Todavía no hace un mes que
celebrábamos el Triduo Pascual: ¡cuán presente estuvo el Padre en la hora
extrema, la hora de la Cruz! Como ha escrito san Juan Pablo II, «Jesús,
abrumado por la previsión de la prueba que le espera, solo ante Dios, lo invoca
con su habitual y tierna expresión de confianza: ‘Abbá, Padre’». En las
siguientes horas, se hace patente el estrecho diálogo del Hijo con el Padre:
«Padre, perdónales porque no saben lo que hacen» (Lc 23,34); «Padre, en tus manos encomiendo mi espíritu» (Lc 23,46).
La importancia de esta obra del
Padre y de su enviado, se merece la respuesta personal de quien escucha. Esta
respuesta es el creer, es decir, la fe (cf.
Jn 12,44); fe que nos da —por el mismo Jesús— la luz para no seguir en
tinieblas.
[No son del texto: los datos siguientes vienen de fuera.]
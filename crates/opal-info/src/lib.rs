//! Cross-database schema introspection.
//!
//! [`SchemaInfo`] reads table and column catalogs through an abstract
//! connection and normalizes what each engine reports into one
//! [`ColumnDefinition`] shape. The adapter is chosen from the
//! connection's driver name; MySQL/MariaDB, PostgreSQL, and SQLite are
//! supported.
//!
//! ```no_run
//! use std::sync::Arc;
//! use opal_info::SchemaInfo;
//! use opal_query::Connection;
//!
//! fn describe(conn: Arc<dyn Connection>) -> opal_info::Result<()> {
//!     let info = SchemaInfo::new(conn)?;
//!     for table in info.list_tables("app")? {
//!         let columns = info.list_columns("app", &table)?;
//!         println!("{table}: {} columns", columns.len());
//!     }
//!     Ok(())
//! }
//! ```

pub mod column;
pub mod error;

mod catalog;
mod mysql;
mod pgsql;
mod sqlite;

use std::fmt;
use std::sync::Arc;

use indexmap::IndexMap;
use tracing::debug;

pub use crate::column::ColumnDefinition;
pub use crate::error::{InfoError, Result};
pub use crate::mysql::MysqlAdapter;
pub use crate::pgsql::PgsqlAdapter;
pub use crate::sqlite::SqliteAdapter;

use opal_query::Connection;

/// Engine-specific catalog reader.
///
/// Each adapter turns one engine's catalog into the normalized column
/// shape. Adapters are stateless; the connection is passed per call.
pub trait SchemaAdapter: Send + Sync {
    /// Base-table names in the schema, ordered by name.
    fn list_tables(&self, connection: &Arc<dyn Connection>, schema: &str) -> Result<Vec<String>>;

    /// Column definitions for a table, keyed by column name in ordinal
    /// order.
    fn list_columns(
        &self,
        connection: &Arc<dyn Connection>,
        schema: &str,
        table: &str,
    ) -> Result<IndexMap<String, ColumnDefinition>>;

    /// Name of the table's auto-increment sequence, for engines that
    /// use one (Postgres). `None` elsewhere.
    fn autoinc_sequence(
        &self,
        connection: &Arc<dyn Connection>,
        schema: &str,
        table: &str,
    ) -> Result<Option<String>>;
}

/// Facade over the engine adapters.
///
/// Built from a connection; fails fast when the driver has no adapter.
pub struct SchemaInfo {
    connection: Arc<dyn Connection>,
    adapter: Box<dyn SchemaAdapter>,
}

impl fmt::Debug for SchemaInfo {
    fn fmt(&self, f: &mut fmt::Formatter<'_>) -> fmt::Result {
        f.debug_struct("SchemaInfo")
            .field("driver", &self.connection.driver_name())
            .finish_non_exhaustive()
    }
}

impl SchemaInfo {
    /// Selects the adapter matching the connection's driver name.
    ///
    /// # Errors
    ///
    /// Returns [`InfoError::UnsupportedDriver`] when no adapter covers
    /// the driver.
    pub fn new(connection: Arc<dyn Connection>) -> Result<Self> {
        let driver = connection.driver_name().to_lowercase();
        let adapter: Box<dyn SchemaAdapter> = match driver.as_str() {
            "mysql" | "mariadb" => Box::new(MysqlAdapter),
            "pgsql" | "postgres" | "postgresql" => Box::new(PgsqlAdapter),
            "sqlite" | "sqlite3" => Box::new(SqliteAdapter),
            _ => return Err(InfoError::UnsupportedDriver { driver }),
        };
        debug!(driver, "schema adapter selected");
        Ok(Self { connection, adapter })
    }

    /// Base-table names in the schema.
    ///
    /// # Errors
    ///
    /// Returns an error when the catalog query fails.
    pub fn list_tables(&self, schema: &str) -> Result<Vec<String>> {
        self.adapter.list_tables(&self.connection, schema)
    }

    /// Normalized column definitions for a table, in ordinal order.
    ///
    /// # Errors
    ///
    /// Returns an error when the catalog query fails.
    pub fn list_columns(
        &self,
        schema: &str,
        table: &str,
    ) -> Result<IndexMap<String, ColumnDefinition>> {
        self.adapter.list_columns(&self.connection, schema, table)
    }

    /// The table's auto-increment sequence name, when the engine uses
    /// one.
    ///
    /// # Errors
    ///
    /// Returns an error when the catalog query fails.
    pub fn autoinc_sequence(&self, schema: &str, table: &str) -> Result<Option<String>> {
        self.adapter.autoinc_sequence(&self.connection, schema, table)
    }
}
//! Named bind-value engine.
//!
//! Accumulates named and generated positional parameters for a prepared
//! statement. Generated placeholder names embed a per-instance sequence
//! id so that cloned builders never collide with the original or with
//! other clones.

use std::sync::atomic::{AtomicU64, Ordering};

use crate::value::{Record, SqlValue};

/// Process-wide instance counter. Every `Bind` (constructed or cloned)
/// takes the next id, which is embedded in every placeholder it mints.
static INSTANCE_SEQ: AtomicU64 = AtomicU64::new(0);

/// Accumulator for statement bind values.
///
/// Inline binds are stored under generated names of the form
/// `_<instance>_<n>_`; named binds under the caller-supplied name.
/// This component never fails: storing a value under an existing name
/// overwrites it.
#[derive(Debug)]
pub struct Bind {
    instance: u64,
    inline_count: u64,
    values: Record,
}

impl Bind {
    /// Creates an empty bind accumulator with a fresh instance id.
    #[must_use]
    pub fn new() -> Self {
        Self {
            instance: INSTANCE_SEQ.fetch_add(1, Ordering::Relaxed) + 1,
            inline_count: 0,
            values: Record::new(),
        }
    }

    /// Stores a value under a generated placeholder name and returns the
    /// placeholder text to splice into the statement (`:_<i>_<n>_`).
    ///
    /// Array values expand element-wise: each element gets its own
    /// placeholder and the returned text is the parenthesized list,
    /// ready for an `IN (...)` clause.
    pub fn inline(&mut self, value: impl Into<SqlValue>) -> String {
        match value.into() {
            SqlValue::Array(values) => {
                let placeholders: Vec<String> =
                    values.into_iter().map(|v| self.inline_scalar(v)).collect();
                format!("({})", placeholders.join(", "))
            }
            value => self.inline_scalar(value),
        }
    }

    fn inline_scalar(&mut self, value: SqlValue) -> String {
        self.inline_count += 1;
        let name = format!("_{}_{}_", self.instance, self.inline_count);
        self.values.insert(name.clone(), value);
        format!(":{name}")
    }

    /// Stores or overwrites a named bind value.
    pub fn set_value(&mut self, name: &str, value: impl Into<SqlValue>) {
        self.values.insert(String::from(name), value.into());
    }

    /// Bulk-applies [`Self::set_value`] for every entry of the record.
    pub fn set_values(&mut self, values: Record) {
        for (name, value) in values {
            self.values.insert(name, value);
        }
    }

    /// Removes a named bind value, if present.
    pub fn remove(&mut self, name: &str) {
        self.values.shift_remove(name);
    }

    /// Returns the accumulated name→value map.
    #[must_use]
    pub const fn to_record(&self) -> &Record {
        &self.values
    }
}

impl Default for Bind {
    fn default() -> Self {
        Self::new()
    }
}

impl Clone for Bind {
    /// Clones the accumulated values but mints a fresh instance id, so
    /// placeholders generated by the clone are disjoint from the
    /// original's and from any other clone's.
    fn clone(&self) -> Self {
        Self {
            instance: INSTANCE_SEQ.fetch_add(1, Ordering::Relaxed) + 1,
            inline_count: self.inline_count,
            values: self.values.clone(),
        }
    }
}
Por el contrario, el que rechaza todos estos dones y
manifestaciones, y no guarda esas palabras «ya tiene quien le juzgue: la
Palabra» (Jn 12,48).
Aceptar a Jesús, entonces, es
creer, ver, escuchar al Padre, significa no estar en tinieblas, obedecer el
mandato de vida eterna. Bien nos viene la amonestación de san Juan de la Cruz:
«[El Padre] todo nos lo habló junto y de una vez por esta sola Palabra (...).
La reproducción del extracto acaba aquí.